*Description of the task:*
Find the word "tokio" in the records and copy every line where it occurs.

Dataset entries
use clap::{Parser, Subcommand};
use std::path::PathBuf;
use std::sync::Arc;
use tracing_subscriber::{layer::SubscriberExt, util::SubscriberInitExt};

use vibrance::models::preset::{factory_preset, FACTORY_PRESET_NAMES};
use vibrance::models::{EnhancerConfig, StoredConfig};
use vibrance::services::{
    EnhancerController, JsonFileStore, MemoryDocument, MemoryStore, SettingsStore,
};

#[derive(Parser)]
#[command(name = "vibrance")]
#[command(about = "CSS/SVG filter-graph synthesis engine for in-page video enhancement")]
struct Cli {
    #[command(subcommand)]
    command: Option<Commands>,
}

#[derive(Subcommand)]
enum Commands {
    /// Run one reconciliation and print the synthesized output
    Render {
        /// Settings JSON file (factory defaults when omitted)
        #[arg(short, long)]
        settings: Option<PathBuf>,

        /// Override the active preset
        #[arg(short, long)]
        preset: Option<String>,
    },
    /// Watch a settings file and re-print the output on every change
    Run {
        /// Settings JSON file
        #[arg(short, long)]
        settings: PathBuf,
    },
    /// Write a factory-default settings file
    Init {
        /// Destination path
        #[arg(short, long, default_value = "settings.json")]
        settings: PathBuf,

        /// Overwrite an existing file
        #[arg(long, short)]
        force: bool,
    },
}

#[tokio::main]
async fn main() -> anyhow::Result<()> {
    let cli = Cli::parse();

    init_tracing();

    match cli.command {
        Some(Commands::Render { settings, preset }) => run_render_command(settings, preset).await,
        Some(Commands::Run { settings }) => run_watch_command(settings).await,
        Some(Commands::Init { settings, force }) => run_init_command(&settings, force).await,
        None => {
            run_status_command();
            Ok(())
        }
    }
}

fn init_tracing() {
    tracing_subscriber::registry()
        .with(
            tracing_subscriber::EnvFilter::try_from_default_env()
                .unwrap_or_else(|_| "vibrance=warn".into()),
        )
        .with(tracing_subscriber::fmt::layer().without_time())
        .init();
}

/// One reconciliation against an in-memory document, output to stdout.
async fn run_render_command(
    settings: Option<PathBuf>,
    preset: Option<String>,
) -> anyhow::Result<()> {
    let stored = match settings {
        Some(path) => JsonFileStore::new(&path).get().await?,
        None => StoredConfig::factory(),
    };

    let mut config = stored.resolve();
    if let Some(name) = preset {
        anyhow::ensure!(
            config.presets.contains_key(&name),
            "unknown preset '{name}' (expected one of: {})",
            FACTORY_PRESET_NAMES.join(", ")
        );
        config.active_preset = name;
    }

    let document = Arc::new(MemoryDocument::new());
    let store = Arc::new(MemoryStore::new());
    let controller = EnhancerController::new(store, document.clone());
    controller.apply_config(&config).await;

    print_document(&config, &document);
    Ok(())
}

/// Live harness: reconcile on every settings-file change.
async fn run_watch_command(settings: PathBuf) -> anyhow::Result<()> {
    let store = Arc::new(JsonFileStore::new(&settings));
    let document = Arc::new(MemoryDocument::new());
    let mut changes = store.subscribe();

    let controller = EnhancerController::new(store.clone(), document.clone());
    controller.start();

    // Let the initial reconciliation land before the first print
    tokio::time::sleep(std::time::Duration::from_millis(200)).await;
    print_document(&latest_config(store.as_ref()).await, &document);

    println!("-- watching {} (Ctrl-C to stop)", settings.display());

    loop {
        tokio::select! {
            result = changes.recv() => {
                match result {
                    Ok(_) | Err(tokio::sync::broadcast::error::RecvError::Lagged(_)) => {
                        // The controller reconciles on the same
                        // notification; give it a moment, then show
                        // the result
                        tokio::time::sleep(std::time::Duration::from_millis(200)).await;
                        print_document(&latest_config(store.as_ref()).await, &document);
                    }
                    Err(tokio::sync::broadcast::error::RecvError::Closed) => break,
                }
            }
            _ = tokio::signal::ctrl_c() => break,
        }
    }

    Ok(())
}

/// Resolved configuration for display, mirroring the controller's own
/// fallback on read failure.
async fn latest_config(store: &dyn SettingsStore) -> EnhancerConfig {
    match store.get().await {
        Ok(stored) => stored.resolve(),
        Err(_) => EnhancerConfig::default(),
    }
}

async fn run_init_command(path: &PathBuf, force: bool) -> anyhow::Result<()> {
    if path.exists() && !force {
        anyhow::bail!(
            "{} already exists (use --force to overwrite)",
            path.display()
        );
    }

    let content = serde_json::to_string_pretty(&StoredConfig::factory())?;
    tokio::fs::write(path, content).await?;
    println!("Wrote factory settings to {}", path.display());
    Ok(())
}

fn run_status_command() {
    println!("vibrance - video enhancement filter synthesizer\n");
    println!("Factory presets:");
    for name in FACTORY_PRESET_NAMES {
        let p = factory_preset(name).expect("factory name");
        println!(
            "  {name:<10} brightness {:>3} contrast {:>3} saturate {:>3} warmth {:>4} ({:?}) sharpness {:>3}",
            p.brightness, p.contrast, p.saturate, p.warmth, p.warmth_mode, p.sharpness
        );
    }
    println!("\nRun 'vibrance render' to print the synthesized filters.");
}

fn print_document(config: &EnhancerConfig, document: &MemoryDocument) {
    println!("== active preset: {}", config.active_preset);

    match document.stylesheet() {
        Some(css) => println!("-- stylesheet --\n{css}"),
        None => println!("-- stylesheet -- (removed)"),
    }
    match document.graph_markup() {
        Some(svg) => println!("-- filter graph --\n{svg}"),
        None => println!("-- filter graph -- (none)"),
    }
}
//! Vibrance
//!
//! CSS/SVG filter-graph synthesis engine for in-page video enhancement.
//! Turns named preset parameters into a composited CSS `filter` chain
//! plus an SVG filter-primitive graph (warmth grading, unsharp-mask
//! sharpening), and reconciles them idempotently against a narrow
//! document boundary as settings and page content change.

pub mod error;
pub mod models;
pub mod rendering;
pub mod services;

*Written solution:*
#[tokio::main]
    tokio::time::sleep(std::time::Duration::from_millis(200)).await;
        tokio::select! {
                    Ok(_) | Err(tokio::sync::broadcast::error::RecvError::Lagged(_)) => {
                        tokio::time::sleep(std::time::Duration::from_millis(200)).await;
                    Err(tokio::sync::broadcast::error::RecvError::Closed) => break,
            _ = tokio::signal::ctrl_c() => break,
    tokio::fs::write(path, content).await?;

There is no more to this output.